NATASHA BROWN: „Zusammenkunft“
Sie kam nicht aus Afrika
Natasha Browns Roman „Zusammenkunft“ stellt der britischen Klassengesellschaft eine harte Diagnose. Ihre Protagonistin beobachtet sich und ihr Leben wie aus der Drohnenperspektive. Das hat einen besonderen Reiz.
Unter dem Titel „Assembly“ erschien dieser schmale Roman im vorigen Jahr in London und wurde zum durchschlagenden Erfolg. Er ist das literarische Debüt von Natasha Brown, deren frühere Karriere im Londoner Finanzwesen ungefähr der ihrer Protagonistin entsprochen hat. Dabei kalkuliert Brown sehr genau, wie sie mit Klassismus und Rassismus, Kolonialismus, Diversität und Sexismus ins Mark der britischen Gesellschaft trifft. Die Besprechungen fielen positiv bis hymnisch aus.
Die Ich-Erzählerin ist namenlos. Sie ist eine junge und attraktive schwarze Frau in England, Angehörige der zweiten Generation von Einwanderern. Immer wieder wird sie mit der Vermutung konfrontiert, sie käme „aus Afrika“. Nur am Rand wird klar, dass die Herkunft ihrer Vorfahren Jamaika ist, die ehemalige britische Kolonie. Jamaikas Geschichte war, noch davor, von der Verschleppung afrikanischer Sklaven gezeichnet. Aber in ihren Ursprüngen kann und will sie keinen Teil ihrer Identität ausmachen. Sie hat an einer Eliteuniversität Mathematik studiert und avancierte hoch in der Bankenwelt. Darüber berichtet sie vor Schulklassen, zur Motivation Jugendlicher. Doch auch ihr sozialer Aufstieg, ihre brillante Performance und damit verbunden finanzielle Unabhängigkeit geben ihr keinen Halt. Es ist nur einer der Schläge ins Gesicht, die sie, mehr oder weniger offen, auszuhalten hat; sie müsse doch zugeben, dass ihr nicht nur ihr Geschlecht, sondern ihre schwarze Hautfarbe dabei hilfreich sei.

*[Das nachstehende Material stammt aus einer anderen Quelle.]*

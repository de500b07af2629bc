//! Ollama-backed capability client
//!
//! Implements the embedding, generation, planning, and audit seams
//! against a local Ollama server. Transport failures are retried with
//! bounded exponential backoff; unparseable model output degrades to
//! conservative defaults (search on plan, 0.5 on audit) instead of
//! failing the query.

use super::{
    AnswerAuditor, AuditVerdict, ContextBlock, Embedder, IntentClassifier, LanguageModel,
    QueryIntent,
};
use crate::config::OllamaConfig;
use crate::errors::{EngineError, Result};
use async_trait::async_trait;
use backoff::ExponentialBackoffBuilder;
use serde::{Deserialize, Serialize};
use std::time::Duration;

/// Capability client for a local Ollama server
pub struct OllamaClient {
    client: reqwest::Client,
    config: OllamaConfig,
}

#[derive(Serialize)]
struct ChatMessage {
    role: String,
    content: String,
}

#[derive(Serialize)]
struct ChatOptions {
    temperature: f32,
}

#[derive(Serialize)]
struct ChatRequest {
    model: String,
    messages: Vec<ChatMessage>,
    options: ChatOptions,
    stream: bool,
}

#[derive(Deserialize)]
struct ChatResponse {
    message: ChatResponseMessage,
}

#[derive(Deserialize)]
struct ChatResponseMessage {
    content: String,
}

#[derive(Serialize)]
struct EmbeddingRequest {
    model: String,
    prompt: String,
}

#[derive(Deserialize)]
struct EmbeddingResponse {
    embedding: Vec<f32>,
}

impl OllamaClient {
    /// Create a new client from configuration
    pub fn new(config: OllamaConfig) -> Result<Self> {
        let client = reqwest::Client::builder()
            .timeout(Duration::from_secs(config.timeout_secs))
            .build()
            .map_err(|e| EngineError::Configuration {
                message: format!("Failed to create HTTP client: {}", e),
            })?;

        Ok(Self { client, config })
    }

    fn retry_policy(&self) -> backoff::ExponentialBackoff {
        ExponentialBackoffBuilder::new()
            .with_initial_interval(Duration::from_millis(250))
            .with_max_elapsed_time(Some(Duration::from_secs(self.config.retry_budget_secs)))
            .build()
    }

    /// Chat completion with bounded retries on transport failures
    async fn chat(&self, system: &str, user: &str, temperature: f32) -> Result<String> {
        let op = || async {
            self.chat_once(system, user, temperature).await.map_err(|e| {
                if e.is_transient() {
                    tracing::warn!(error = %e, "Ollama chat failed, retrying");
                    backoff::Error::transient(e)
                } else {
                    backoff::Error::permanent(e)
                }
            })
        };

        backoff::future::retry(self.retry_policy(), op).await
    }

    async fn chat_once(&self, system: &str, user: &str, temperature: f32) -> Result<String> {
        let url = format!("{}/api/chat", self.config.base_url);

        let request = ChatRequest {
            model: self.config.chat_model.clone(),
            messages: vec![
                ChatMessage {
                    role: "system".to_string(),
                    content: system.to_string(),
                },
                ChatMessage {
                    role: "user".to_string(),
                    content: user.to_string(),
                },
            ],
            options: ChatOptions { temperature },
            stream: false,
        };

        let response = self.client.post(&url).json(&request).send().await?;

        if !response.status().is_success() {
            let status = response.status();
            let body = response.text().await.unwrap_or_default();
            return Err(EngineError::Generation {
                message: format!("Ollama API error {}: {}", status, body),
            });
        }

        let chat: ChatResponse = response
            .json()
            .await
            .map_err(|e| EngineError::Generation {
                message: format!("Failed to parse Ollama response: {}", e),
            })?;

        Ok(chat.message.content)
    }

    async fn embed_once(&self, text: &str) -> Result<Vec<f32>> {
        let url = format!("{}/api/embeddings", self.config.base_url);

        let request = EmbeddingRequest {
            model: self.config.embedding_model.clone(),
            prompt: text.to_string(),
        };

        let response = self.client.post(&url).json(&request).send().await?;

        if !response.status().is_success() {
            let status = response.status();
            let body = response.text().await.unwrap_or_default();
            return Err(EngineError::Embedding {
                message: format!("Ollama API error {}: {}", status, body),
            });
        }

        let parsed: EmbeddingResponse =
            response.json().await.map_err(|e| EngineError::Embedding {
                message: format!("Failed to parse embedding response: {}", e),
            })?;

        Ok(parsed.embedding)
    }
}

/// Render numbered context blocks for a prompt
fn render_context(context: &[ContextBlock]) -> String {
    let mut out = String::new();
    for block in context {
        out.push_str(&format!(
            "[{}] ({})\n{}\n\n",
            block.ordinal, block.source_name, block.text
        ));
    }
    out
}

/// Pull the first float off a `LABEL: value` line, clamped to [0, 1]
fn parse_score_line(text: &str, label: &str) -> Option<f32> {
    let number = regex_lite::Regex::new(r"\d*\.?\d+").unwrap();
    let line = text
        .lines()
        .find(|l| l.trim_start().to_uppercase().starts_with(label))?;
    let m = number.find(line)?;
    m.as_str().parse::<f32>().ok().map(|v| v.clamp(0.0, 1.0))
}

fn parse_refined_line(text: &str) -> Option<String> {
    let line = text
        .lines()
        .find(|l| l.trim_start().to_uppercase().starts_with("REFINED:"))?;
    let value = line.splitn(2, ':').nth(1)?.trim();
    if value.is_empty() || value.eq_ignore_ascii_case("none") {
        None
    } else {
        Some(value.to_string())
    }
}

#[async_trait]
impl Embedder for OllamaClient {
    async fn embed(&self, text: &str) -> Result<Vec<f32>> {
        let op = || async {
            self.embed_once(text).await.map_err(|e| {
                if e.is_transient() {
                    tracing::warn!(error = %e, "Embedding request failed, retrying");
                    backoff::Error::transient(e)
                } else {
                    backoff::Error::permanent(e)
                }
            })
        };

        backoff::future::retry(self.retry_policy(), op).await
    }

    async fn embed_batch(&self, texts: &[String]) -> Result<Vec<Vec<f32>>> {
        // The embeddings endpoint takes one prompt per call
        let mut embeddings = Vec::with_capacity(texts.len());
        for text in texts {
            embeddings.push(self.embed(text).await?);
        }
        Ok(embeddings)
    }

    fn model_name(&self) -> &str {
        &self.config.embedding_model
    }

    fn dimension(&self) -> usize {
        self.config.embedding_dimension
    }
}

#[async_trait]
impl IntentClassifier for OllamaClient {
    async fn classify(&self, query: &str) -> Result<QueryIntent> {
        let user = format!(
            "Decide whether answering the question requires searching the indexed documents, \
            or whether it can be answered directly from general knowledge.\n\n\
            Question: {}\n\n\
            Reply in the format:\nSEARCH: YES or NO",
            query
        );

        let reply = self
            .chat(
                "You are a precise planning assistant for document search.",
                &user,
                self.config.temperature,
            )
            .await?;

        let upper = reply.to_uppercase();
        if upper.contains("SEARCH: NO") {
            Ok(QueryIntent::DirectAnswer)
        } else {
            // Unparseable output defaults to the safe choice
            Ok(QueryIntent::NeedsSearch)
        }
    }
}

#[async_trait]
impl LanguageModel for OllamaClient {
    async fn generate(&self, query: &str, context: &[ContextBlock]) -> Result<String> {
        let user = if context.is_empty() {
            format!("Answer the following question precisely:\n\nQuestion: {}\n\nAnswer:", query)
        } else {
            format!(
                "Based on the following documents, answer the question precisely. \
                Cite the relevant passages with [1], [2], etc.\n\n\
                Documents:\n{}\nQuestion: {}\n\nAnswer:",
                render_context(context),
                query
            )
        };

        self.chat(
            "You are a precise, fact-based assistant. Answer only with verified information.",
            &user,
            self.config.temperature,
        )
        .await
    }
}

#[async_trait]
impl AnswerAuditor for OllamaClient {
    async fn audit(&self, draft_answer: &str, context: &[ContextBlock]) -> Result<AuditVerdict> {
        let user = format!(
            "Check whether the following answer is supported by the provided documents. \
            Rate the support on a scale from 0.0 to 1.0.\n\n\
            Documents:\n{}\nAnswer:\n{}\n\n\
            Reply in the format:\nSCORE: <number between 0.0 and 1.0>\n\
            REFINED: <a better search query if the answer is poorly supported, or NONE>",
            render_context(context),
            draft_answer
        );

        // Deterministic temperature for auditing
        let reply = self
            .chat("You are a strict fact checker.", &user, 0.0)
            .await?;

        let confidence = parse_score_line(&reply, "SCORE").unwrap_or(0.5);
        let refined_query = parse_refined_line(&reply);

        Ok(AuditVerdict {
            confidence,
            refined_query,
        })
    }
}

Sie ist liiert mit einem jungen wohlhabenden Politikberater, er zählt zur englischen Oberschicht, es wäre eine perfekte Allianz. Unbeschwert kann indessen auch ihr Freund nicht sein; einmal heißt es, dass er morgens seine Citalopram schluckt, ein Mittel gegen Depressionen und Angststörungen. Auf ihm lastet die Tradition, der angeborene Anspruch seiner Familie in paternalistischer Tradition, denn vom souverän auftretenden Vater stammen die Titel und das Erbe. Die Mutter ihres Freunds hatte „eingeheiratet“: „Die Zwiespältigkeit der Mutter war traditioneller. Einmal hat sie mich mit dem peinlichen Spruch ,die aktuelle Herzdame unseres Jüngsten‘ vorgestellt und dabei die Bekannte, die gefragt hatte, wissend angelächelt.“ Sie kommt zu dem Schluss: „Unter der Feindseligkeit der Mutter lag eine Unsicherheit, mit der ich mich fast identifizierte.“ Das geschah, bevor sie jetzt zu einer Party auf dem Landsitz der Eltern geladen ist, die ihren Hochzeitstag feiern.